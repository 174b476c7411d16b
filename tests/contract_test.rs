//! Contract tests: each controller path must actually evaluate the
//! invariants it is responsible for.
//!
//! The invariant log is per thread, and the controller runs on the test
//! thread here, so every check made by a call below is visible.

use pitchcam::invariant_ppt::{check_count, clear_invariant_log, contract_test, invariants};
use pitchcam::platform::{recording_channel, SimulatedBackend};
use pitchcam::session::{CaptureSessionController, ControllerSettings, ReconfigureRequest};
use pitchcam::types::{AspectRatioTarget, FovMode, LensIdentity, StabilizationMode};
use std::time::Duration;

fn running() -> (
    CaptureSessionController<SimulatedBackend>,
    pitchcam::platform::SimulatedHandle,
) {
    let backend = SimulatedBackend::iphone();
    let handle = backend.handle();
    let mut controller = CaptureSessionController::new(
        backend,
        ControllerSettings {
            start_timeout: Duration::from_millis(300),
            poll_interval: Duration::from_millis(1),
            ..ControllerSettings::default()
        },
    );
    controller.setup().unwrap();
    controller.start().unwrap();
    (controller, handle)
}

#[test]
fn contract_setup_checks_configuration_invariants() {
    clear_invariant_log();
    let (_controller, _handle) = running();

    contract_test(
        "setup",
        &[invariants::STABILIZATION_OFF, invariants::SINGLE_LENS_INPUT],
    );
}

#[test]
fn contract_maximized_reconfigure_checks_cropping() {
    let (mut controller, _handle) = running();
    clear_invariant_log();

    controller
        .reconfigure(ReconfigureRequest {
            fov_mode: Some(FovMode::Maximized),
            aspect: Some(AspectRatioTarget::Classic4x3),
            ..ReconfigureRequest::default()
        })
        .unwrap();

    contract_test(
        "maximized reconfigure",
        &[
            invariants::STABILIZATION_OFF,
            invariants::SINGLE_LENS_INPUT,
            invariants::MAXIMIZED_ZOOM_PINNED,
            invariants::MAXIMIZED_GDC_OFF,
        ],
    );
}

#[test]
fn contract_standard_reconfigure_skips_maximized_checks() {
    let (mut controller, _handle) = running();
    clear_invariant_log();

    controller.select_lens(LensIdentity::Wide).unwrap();

    contract_test(
        "lens switch",
        &[invariants::STABILIZATION_OFF, invariants::SINGLE_LENS_INPUT],
    );
    assert_eq!(check_count(invariants::MAXIMIZED_ZOOM_PINNED), 0);
}

#[test]
fn contract_recording_start_reasserts_after_drift() {
    let dir = tempfile::tempdir().unwrap();
    let (mut controller, handle) = running();
    controller.set_fov_mode(FovMode::Maximized).unwrap();
    handle.drift_stabilization(StabilizationMode::Cinematic);
    handle.drift_zoom(2.0);
    clear_invariant_log();

    let (tx, _rx) = recording_channel();
    let config = controller
        .begin_recording(&dir.path().join("clip.mov"), tx)
        .unwrap();

    contract_test(
        "pre-recording hardening",
        &[
            invariants::STABILIZATION_OFF,
            invariants::MAXIMIZED_ZOOM_PINNED,
        ],
    );
    assert!(config.stabilization_off);
    assert_eq!(config.zoom_factor, 1.0);
    assert_eq!(handle.live_readings().zoom_factor, 1.0);
}

#[test]
fn contract_rejected_reconfigure_checks_nothing() {
    let dir = tempfile::tempdir().unwrap();
    let (mut controller, _handle) = running();
    let (tx, _rx) = recording_channel();
    controller
        .begin_recording(&dir.path().join("clip.mov"), tx)
        .unwrap();
    clear_invariant_log();

    assert!(controller.set_aspect_ratio(AspectRatioTarget::Classic4x3).is_err());

    assert_eq!(check_count(invariants::STABILIZATION_OFF), 0);
}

————————

(WHAT THE TASK REQUIRES) Check the listing for the word "default". Show each line that has it.

(SOLUTION)
            ..ControllerSettings::default()
            ..ReconfigureRequest::default()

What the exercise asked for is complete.